**What is needed:**
Repeat all of the entries, please, keeping each line exact.
[Task material — start]
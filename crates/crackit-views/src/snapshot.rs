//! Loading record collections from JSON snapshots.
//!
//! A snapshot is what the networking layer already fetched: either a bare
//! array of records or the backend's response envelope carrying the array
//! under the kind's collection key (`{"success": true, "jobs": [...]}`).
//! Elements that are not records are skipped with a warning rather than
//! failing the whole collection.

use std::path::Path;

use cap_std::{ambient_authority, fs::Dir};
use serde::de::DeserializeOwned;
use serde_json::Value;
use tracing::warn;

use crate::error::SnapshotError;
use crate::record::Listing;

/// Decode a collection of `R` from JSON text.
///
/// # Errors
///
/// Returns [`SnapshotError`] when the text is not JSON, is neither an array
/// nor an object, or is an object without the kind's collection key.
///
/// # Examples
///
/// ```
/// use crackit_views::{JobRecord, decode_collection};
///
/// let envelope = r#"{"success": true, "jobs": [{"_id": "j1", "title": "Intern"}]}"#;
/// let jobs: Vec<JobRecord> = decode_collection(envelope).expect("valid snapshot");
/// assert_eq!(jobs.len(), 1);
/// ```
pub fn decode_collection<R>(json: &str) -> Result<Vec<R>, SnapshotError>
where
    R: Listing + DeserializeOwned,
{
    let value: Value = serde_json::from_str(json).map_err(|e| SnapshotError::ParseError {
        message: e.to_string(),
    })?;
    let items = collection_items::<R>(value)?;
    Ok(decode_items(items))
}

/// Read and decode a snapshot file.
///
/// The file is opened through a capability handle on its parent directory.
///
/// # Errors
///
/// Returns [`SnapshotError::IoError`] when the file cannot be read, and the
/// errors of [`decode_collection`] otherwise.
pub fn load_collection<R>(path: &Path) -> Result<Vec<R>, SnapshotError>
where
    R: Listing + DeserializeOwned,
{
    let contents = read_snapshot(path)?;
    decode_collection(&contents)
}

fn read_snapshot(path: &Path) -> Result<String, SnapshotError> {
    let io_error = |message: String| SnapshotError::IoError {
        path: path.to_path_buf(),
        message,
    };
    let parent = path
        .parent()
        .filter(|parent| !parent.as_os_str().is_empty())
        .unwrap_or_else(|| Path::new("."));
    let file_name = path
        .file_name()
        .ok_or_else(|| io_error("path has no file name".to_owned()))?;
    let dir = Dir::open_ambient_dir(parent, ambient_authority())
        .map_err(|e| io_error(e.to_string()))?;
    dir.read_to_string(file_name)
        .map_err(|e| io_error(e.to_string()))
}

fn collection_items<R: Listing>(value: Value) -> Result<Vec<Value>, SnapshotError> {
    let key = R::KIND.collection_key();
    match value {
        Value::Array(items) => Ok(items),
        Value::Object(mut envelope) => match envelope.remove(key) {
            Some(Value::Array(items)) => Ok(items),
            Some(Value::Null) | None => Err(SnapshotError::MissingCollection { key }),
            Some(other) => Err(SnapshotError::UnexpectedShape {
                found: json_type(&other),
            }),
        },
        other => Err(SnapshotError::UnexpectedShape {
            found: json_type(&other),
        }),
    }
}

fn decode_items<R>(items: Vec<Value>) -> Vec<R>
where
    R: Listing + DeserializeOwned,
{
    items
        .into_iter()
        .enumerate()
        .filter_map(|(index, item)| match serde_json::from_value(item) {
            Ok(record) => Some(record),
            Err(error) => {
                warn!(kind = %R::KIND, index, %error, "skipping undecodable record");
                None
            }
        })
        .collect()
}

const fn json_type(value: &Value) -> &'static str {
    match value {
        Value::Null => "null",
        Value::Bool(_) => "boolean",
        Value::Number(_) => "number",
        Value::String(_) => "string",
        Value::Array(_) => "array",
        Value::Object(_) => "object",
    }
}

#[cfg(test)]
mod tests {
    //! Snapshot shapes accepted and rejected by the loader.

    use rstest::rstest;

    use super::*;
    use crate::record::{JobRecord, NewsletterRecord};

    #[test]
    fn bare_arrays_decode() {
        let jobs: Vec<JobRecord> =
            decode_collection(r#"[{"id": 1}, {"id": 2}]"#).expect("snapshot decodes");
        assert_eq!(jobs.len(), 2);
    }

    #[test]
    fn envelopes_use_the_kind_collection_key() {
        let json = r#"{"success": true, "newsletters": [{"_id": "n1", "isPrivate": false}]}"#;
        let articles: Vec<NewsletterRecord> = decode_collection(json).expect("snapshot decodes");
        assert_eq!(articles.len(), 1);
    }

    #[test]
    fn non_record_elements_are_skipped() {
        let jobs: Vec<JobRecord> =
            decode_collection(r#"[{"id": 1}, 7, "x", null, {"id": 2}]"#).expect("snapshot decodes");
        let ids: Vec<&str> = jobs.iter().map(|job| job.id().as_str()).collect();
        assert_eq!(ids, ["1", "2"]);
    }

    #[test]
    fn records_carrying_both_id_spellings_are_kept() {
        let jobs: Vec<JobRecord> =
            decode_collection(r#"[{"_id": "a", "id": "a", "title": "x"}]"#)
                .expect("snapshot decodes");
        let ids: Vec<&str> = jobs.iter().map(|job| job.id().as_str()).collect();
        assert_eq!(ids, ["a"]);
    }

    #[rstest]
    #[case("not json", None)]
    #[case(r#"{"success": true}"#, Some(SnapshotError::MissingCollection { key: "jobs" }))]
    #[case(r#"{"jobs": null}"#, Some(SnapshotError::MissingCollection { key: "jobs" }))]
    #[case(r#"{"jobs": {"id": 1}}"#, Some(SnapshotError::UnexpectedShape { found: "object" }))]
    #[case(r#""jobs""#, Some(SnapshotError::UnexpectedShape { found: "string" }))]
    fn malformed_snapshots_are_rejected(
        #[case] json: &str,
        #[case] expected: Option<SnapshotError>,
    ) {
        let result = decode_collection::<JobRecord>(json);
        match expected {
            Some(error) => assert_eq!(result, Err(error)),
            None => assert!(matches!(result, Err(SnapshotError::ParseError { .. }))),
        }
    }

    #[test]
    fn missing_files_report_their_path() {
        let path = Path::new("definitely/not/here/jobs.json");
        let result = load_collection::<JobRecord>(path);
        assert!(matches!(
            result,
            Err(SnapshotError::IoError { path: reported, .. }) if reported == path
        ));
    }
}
[Task material — finish]
**Written response:**
filename crates/crackit-views/src/snapshot.rs
//! Loading record collections from JSON snapshots.
//!
//! A snapshot is what the networking layer already fetched: either a bare
//! array of records or the backend's response envelope carrying the array
//! under the kind's collection key (`{"success": true, "jobs": [...]}`).
//! Elements that are not records are skipped with a warning rather than
//! failing the whole collection.

use std::path::Path;

use cap_std::{ambient_authority, fs::Dir};
use serde::de::DeserializeOwned;
use serde_json::Value;
use tracing::warn;

use crate::error::SnapshotError;
use crate::record::Listing;

/// Decode a collection of `R` from JSON text.
///
/// # Errors
///
/// Returns [`SnapshotError`] when the text is not JSON, is neither an array
/// nor an object, or is an object without the kind's collection key.
///
/// # Examples
///
/// ```
/// use crackit_views::{JobRecord, decode_collection};
///
/// let envelope = r#"{"success": true, "jobs": [{"_id": "j1", "title": "Intern"}]}"#;
/// let jobs: Vec<JobRecord> = decode_collection(envelope).expect("valid snapshot");
/// assert_eq!(jobs.len(), 1);
/// ```
pub fn decode_collection<R>(json: &str) -> Result<Vec<R>, SnapshotError>
where
    R: Listing + DeserializeOwned,
{
    let value: Value = serde_json::from_str(json).map_err(|e| SnapshotError::ParseError {
        message: e.to_string(),
    })?;
    let items = collection_items::<R>(value)?;
    Ok(decode_items(items))
}

/// Read and decode a snapshot file.
///
/// The file is opened through a capability handle on its parent directory.
///
/// # Errors
///
/// Returns [`SnapshotError::IoError`] when the file cannot be read, and the
/// errors of [`decode_collection`] otherwise.
pub fn load_collection<R>(path: &Path) -> Result<Vec<R>, SnapshotError>
where
    R: Listing + DeserializeOwned,
{
    let contents = read_snapshot(path)?;
    decode_collection(&contents)
}

fn read_snapshot(path: &Path) -> Result<String, SnapshotError> {
    let io_error = |message: String| SnapshotError::IoError {
        path: path.to_path_buf(),
        message,
    };
    let parent = path
        .parent()
        .filter(|parent| !parent.as_os_str().is_empty())
        .unwrap_or_else(|| Path::new("."));
    let file_name = path
        .file_name()
        .ok_or_else(|| io_error("path has no file name".to_owned()))?;
    let dir = Dir::open_ambient_dir(parent, ambient_authority())
        .map_err(|e| io_error(e.to_string()))?;
    dir.read_to_string(file_name)
        .map_err(|e| io_error(e.to_string()))
}

fn collection_items<R: Listing>(value: Value) -> Result<Vec<Value>, SnapshotError> {
    let key = R::KIND.collection_key();
    match value {
        Value::Array(items) => Ok(items),
        Value::Object(mut envelope) => match envelope.remove(key) {
            Some(Value::Array(items)) => Ok(items),
            Some(Value::Null) | None => Err(SnapshotError::MissingCollection { key }),
            Some(other) => Err(SnapshotError::UnexpectedShape {
                found: json_type(&other),
            }),
        },
        other => Err(SnapshotError::UnexpectedShape {
            found: json_type(&other),
        }),
    }
}

fn decode_items<R>(items: Vec<Value>) -> Vec<R>
where
    R: Listing + DeserializeOwned,
{
    items
        .into_iter()
        .enumerate()
        .filter_map(|(index, item)| match serde_json::from_value(item) {
            Ok(record) => Some(record),
            Err(error) => {
                warn!(kind = %R::KIND, index, %error, "skipping undecodable record");
                None
            }
        })
        .collect()
}

const fn json_type(value: &Value) -> &'static str {
    match value {
        Value::Null => "null",
        Value::Bool(_) => "boolean",
        Value::Number(_) => "number",
        Value::String(_) => "string",
        Value::Array(_) => "array",
        Value::Object(_) => "object",
    }
}

#[cfg(test)]
mod tests {
    //! Snapshot shapes accepted and rejected by the loader.

    use rstest::rstest;

    use super::*;
    use crate::record::{JobRecord, NewsletterRecord};

    #[test]
    fn bare_arrays_decode() {
        let jobs: Vec<JobRecord> =
            decode_collection(r#"[{"id": 1}, {"id": 2}]"#).expect("snapshot decodes");
        assert_eq!(jobs.len(), 2);
    }

    #[test]
    fn envelopes_use_the_kind_collection_key() {
        let json = r#"{"success": true, "newsletters": [{"_id": "n1", "isPrivate": false}]}"#;
        let articles: Vec<NewsletterRecord> = decode_collection(json).expect("snapshot decodes");
        assert_eq!(articles.len(), 1);
    }

    #[test]
    fn non_record_elements_are_skipped() {
        let jobs: Vec<JobRecord> =
            decode_collection(r#"[{"id": 1}, 7, "x", null, {"id": 2}]"#).expect("snapshot decodes");
        let ids: Vec<&str> = jobs.iter().map(|job| job.id().as_str()).collect();
        assert_eq!(ids, ["1", "2"]);
    }

    #[test]
    fn records_carrying_both_id_spellings_are_kept() {
        let jobs: Vec<JobRecord> =
            decode_collection(r#"[{"_id": "a", "id": "a", "title": "x"}]"#)
                .expect("snapshot decodes");
        let ids: Vec<&str> = jobs.iter().map(|job| job.id().as_str()).collect();
        assert_eq!(ids, ["a"]);
    }

    #[rstest]
    #[case("not json", None)]
    #[case(r#"{"success": true}"#, Some(SnapshotError::MissingCollection { key: "jobs" }))]
    #[case(r#"{"jobs": null}"#, Some(SnapshotError::MissingCollection { key: "jobs" }))]
    #[case(r#"{"jobs": {"id": 1}}"#, Some(SnapshotError::UnexpectedShape { found: "object" }))]
    #[case(r#""jobs""#, Some(SnapshotError::UnexpectedShape { found: "string" }))]
    fn malformed_snapshots_are_rejected(
        #[case] json: &str,
        #[case] expected: Option<SnapshotError>,
    ) {
        let result = decode_collection::<JobRecord>(json);
        match expected {
            Some(error) => assert_eq!(result, Err(error)),
            None => assert!(matches!(result, Err(SnapshotError::ParseError { .. }))),
        }
    }

    #[test]
    fn missing_files_report_their_path() {
        let path = Path::new("definitely/not/here/jobs.json");
        let result = load_collection::<JobRecord>(path);
        assert!(matches!(
            result,
            Err(SnapshotError::IoError { path: reported, .. }) if reported == path
        ));
    }
}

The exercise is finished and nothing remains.